Hungarian utopias: the latest news

Yesterday I received the latest issue of the journal Utopian Studies, which is a “special issue on the commemoration of the five hundredth anniversary of Thomas More's Utopia." And what did I find but this article?

Czigányik, Zsolt. “The Hungarian Translations of Thomas More's Utopia," Utopian Studies, vol. 27, no. 2, 2016, pp. 323-332.

The article mentions Madách, Jókai, Karinthy, and Szathmári. Also mentioned are Comenius (Jan Amos Komensky), Bessenyei, Babits, and Déry. Does it get any better than this?
Note also in the bibliography:

Hartvig, Gabriella. "Hungarian Gullivariads," in The Critical and Creative Reception of Eighteenth-Century British and Anglo-Irish Authors in Hungary (Pécs: University of Pécs, 2013), pp. 31-45.

This book is not in the collection of the Library of Congress.  I have, however, consulted this article:

Hartvig, Gabriella. “The Dean in Hungary,” in The Reception of Jonathan Swift in Europe, edited by Hermann J. Real (London; New York: Continuum, 2005), pp. 224-237.
Karinthy and Szathmári are discussed here.
I have no way of knowing whether the former article merely replicates the latter.

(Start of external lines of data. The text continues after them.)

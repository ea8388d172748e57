//! dnslice library - files served through DNS CNAME answers
//!
//! A library for publishing files behind an authoritative DNS server and
//! fetching them back through ordinary recursive resolvers.
//!
//! # Overview
//!
//! Each file is compressed with Snappy and cut into slices sized so that one
//! slice fits one CNAME answer. Every slice is sealed with encrypt-then-MAC
//! under keys bound to the file, base32 encoded and addressed by a short
//! pseudorandom `<slice_token>.<file_tag>.<domain>` name. The server answers
//! from an immutable lookup built once at startup; the client derives the
//! same names, verifies every slice and reassembles the file.
//!
//! # Modules
//!
//! - [`budget`]: Largest slice that fits one response
//! - [`client`]: Query loop, response validation and reassembly
//! - [`config`]: Validated deployment configuration
//! - [`descriptor`]: The identity tuple a fetcher needs
//! - [`dns`]: DNS wire codec
//! - [`error`]: Error types
//! - [`mapping`]: File tags and slice tokens
//! - [`payload`]: Per-slice authenticated encryption
//! - [`publish`]: Compression, slicing and content identifiers
//! - [`server`]: Request classification and the UDP loop
//! - [`state`]: Startup convergence and the runtime lookup
//! - [`wire`]: Shared constants and encodings
//!
//! # Example
//!
//! ```no_run
//! use std::path::Path;
//!
//! use dnslice_lib::{Config, RuntimeState, Server, Settings, SourceFile};
//!
//! # #[tokio::main]
//! # async fn main() -> Result<(), Box<dyn std::error::Error>> {
//! let settings = Settings {
//!     domains: vec!["example.com".to_string()],
//!     psk: "s3cr3t".to_string(),
//!     ..Settings::default()
//! };
//! let config = Config::from_settings(&settings)?;
//! let sources = vec![SourceFile::read(Path::new("example.txt"))?];
//! let state = RuntimeState::build(config, &sources)?;
//!
//! let counters = Server::bind(state)
//!     .await?
//!     .run(async {
//!         let _ = tokio::signal::ctrl_c().await;
//!     })
//!     .await;
//! println!("served {} slices", counters.served);
//! # Ok(())
//! # }
//! ```

#![forbid(unsafe_code)]

pub mod budget;
pub mod client;
pub mod config;
pub mod descriptor;
pub mod dns;
pub mod error;
pub mod mapping;
pub mod payload;
pub mod publish;
pub mod server;
pub mod state;
pub mod wire;


// Re-export commonly used types at the crate root
pub use client::{fetch, ClientSettings, Transport, UdpTransport};
pub use config::{Config, Settings};
pub use descriptor::Descriptor;
pub use error::{ClientError, ClientErrorKind, StartupError};
pub use publish::SourceFile;
pub use server::{handle_datagram, Outcome, Server};
pub use state::RuntimeState;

The following article is available online:

Czigányik, Zsolt. “From the Bright Future of the Nation to the Dark Future of Mankind: Jókai and Karinthy in Hungarian Utopian Tradition,” Hungarian Cultural Studies, vol. 8, 2015, pp. 12-23.
Discusses György Bessenyei, Karinthy, and briefly, Szathmári. The bulk of the essay is devoted to Jókai’s A jövõ század regénye (The Novel of the Century to Come).
I am encouraged now to pursue my objective on writing an article on Karinthy for Utopian Studies.